● EXERCISE DESCRIPTION
This exercise requires every record to be repeated exactly.
#### RECORDS TO USE ####
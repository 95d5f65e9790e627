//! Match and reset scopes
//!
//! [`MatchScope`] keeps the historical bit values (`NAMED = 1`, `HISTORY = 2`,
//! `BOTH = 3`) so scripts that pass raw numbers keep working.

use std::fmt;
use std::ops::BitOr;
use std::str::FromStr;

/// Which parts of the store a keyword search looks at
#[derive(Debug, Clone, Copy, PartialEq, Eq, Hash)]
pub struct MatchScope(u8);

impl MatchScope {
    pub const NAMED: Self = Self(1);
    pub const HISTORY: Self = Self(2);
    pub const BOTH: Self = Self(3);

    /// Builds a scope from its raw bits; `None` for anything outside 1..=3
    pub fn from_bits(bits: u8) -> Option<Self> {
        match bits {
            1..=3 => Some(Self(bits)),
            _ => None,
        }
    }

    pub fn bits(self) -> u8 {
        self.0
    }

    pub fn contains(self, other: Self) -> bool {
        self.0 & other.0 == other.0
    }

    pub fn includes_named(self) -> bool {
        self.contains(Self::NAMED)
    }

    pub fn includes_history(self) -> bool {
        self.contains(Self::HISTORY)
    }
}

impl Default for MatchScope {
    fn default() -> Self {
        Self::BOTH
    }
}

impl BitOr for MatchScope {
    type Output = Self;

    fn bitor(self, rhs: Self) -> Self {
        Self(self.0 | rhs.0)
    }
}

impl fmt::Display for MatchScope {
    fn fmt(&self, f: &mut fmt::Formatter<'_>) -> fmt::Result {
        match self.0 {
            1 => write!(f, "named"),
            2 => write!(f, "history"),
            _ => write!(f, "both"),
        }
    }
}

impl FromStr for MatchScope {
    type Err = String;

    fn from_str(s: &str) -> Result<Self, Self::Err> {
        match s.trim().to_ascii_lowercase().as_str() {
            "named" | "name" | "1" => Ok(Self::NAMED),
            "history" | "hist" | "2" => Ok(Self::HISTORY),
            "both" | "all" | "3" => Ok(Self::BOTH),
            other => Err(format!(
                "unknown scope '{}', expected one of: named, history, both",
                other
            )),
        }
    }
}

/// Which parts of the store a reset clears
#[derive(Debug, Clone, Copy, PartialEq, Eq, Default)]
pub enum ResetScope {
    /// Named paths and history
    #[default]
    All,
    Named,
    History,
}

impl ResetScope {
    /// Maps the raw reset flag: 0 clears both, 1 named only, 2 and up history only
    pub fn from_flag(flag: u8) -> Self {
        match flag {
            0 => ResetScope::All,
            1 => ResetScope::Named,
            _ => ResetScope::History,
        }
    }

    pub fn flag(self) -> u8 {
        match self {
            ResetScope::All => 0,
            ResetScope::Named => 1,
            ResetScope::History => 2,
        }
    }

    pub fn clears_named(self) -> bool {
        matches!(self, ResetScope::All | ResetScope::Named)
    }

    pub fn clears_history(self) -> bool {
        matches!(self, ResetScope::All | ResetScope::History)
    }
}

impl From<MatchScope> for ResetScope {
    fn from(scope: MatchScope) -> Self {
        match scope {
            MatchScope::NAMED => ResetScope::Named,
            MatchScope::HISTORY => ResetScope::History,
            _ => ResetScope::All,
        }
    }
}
####
● ANSWER SPACE
repository 95d5f65e9790e627
//! Match and reset scopes
//!
//! [`MatchScope`] keeps the historical bit values (`NAMED = 1`, `HISTORY = 2`,
//! `BOTH = 3`) so scripts that pass raw numbers keep working.

use std::fmt;
use std::ops::BitOr;
use std::str::FromStr;

/// Which parts of the store a keyword search looks at
#[derive(Debug, Clone, Copy, PartialEq, Eq, Hash)]
pub struct MatchScope(u8);

impl MatchScope {
    pub const NAMED: Self = Self(1);
    pub const HISTORY: Self = Self(2);
    pub const BOTH: Self = Self(3);

    /// Builds a scope from its raw bits; `None` for anything outside 1..=3
    pub fn from_bits(bits: u8) -> Option<Self> {
        match bits {
            1..=3 => Some(Self(bits)),
            _ => None,
        }
    }

    pub fn bits(self) -> u8 {
        self.0
    }

    pub fn contains(self, other: Self) -> bool {
        self.0 & other.0 == other.0
    }

    pub fn includes_named(self) -> bool {
        self.contains(Self::NAMED)
    }

    pub fn includes_history(self) -> bool {
        self.contains(Self::HISTORY)
    }
}

impl Default for MatchScope {
    fn default() -> Self {
        Self::BOTH
    }
}

impl BitOr for MatchScope {
    type Output = Self;

    fn bitor(self, rhs: Self) -> Self {
        Self(self.0 | rhs.0)
    }
}

impl fmt::Display for MatchScope {
    fn fmt(&self, f: &mut fmt::Formatter<'_>) -> fmt::Result {
        match self.0 {
            1 => write!(f, "named"),
            2 => write!(f, "history"),
            _ => write!(f, "both"),
        }
    }
}

impl FromStr for MatchScope {
    type Err = String;

    fn from_str(s: &str) -> Result<Self, Self::Err> {
        match s.trim().to_ascii_lowercase().as_str() {
            "named" | "name" | "1" => Ok(Self::NAMED),
            "history" | "hist" | "2" => Ok(Self::HISTORY),
            "both" | "all" | "3" => Ok(Self::BOTH),
            other => Err(format!(
                "unknown scope '{}', expected one of: named, history, both",
                other
            )),
        }
    }
}

/// Which parts of the store a reset clears
#[derive(Debug, Clone, Copy, PartialEq, Eq, Default)]
pub enum ResetScope {
    /// Named paths and history
    #[default]
    All,
    Named,
    History,
}

impl ResetScope {
    /// Maps the raw reset flag: 0 clears both, 1 named only, 2 and up history only
    pub fn from_flag(flag: u8) -> Self {
        match flag {
            0 => ResetScope::All,
            1 => ResetScope::Named,
            _ => ResetScope::History,
        }
    }

    pub fn flag(self) -> u8 {
        match self {
            ResetScope::All => 0,
            ResetScope::Named => 1,
            ResetScope::History => 2,
        }
    }

    pub fn clears_named(self) -> bool {
        matches!(self, ResetScope::All | ResetScope::Named)
    }

    pub fn clears_history(self) -> bool {
        matches!(self, ResetScope::All | ResetScope::History)
    }
}

impl From<MatchScope> for ResetScope {
    fn from(scope: MatchScope) -> Self {
        match scope {
            MatchScope::NAMED => ResetScope::Named,
            MatchScope::HISTORY => ResetScope::History,
            _ => ResetScope::All,
        }
    }
}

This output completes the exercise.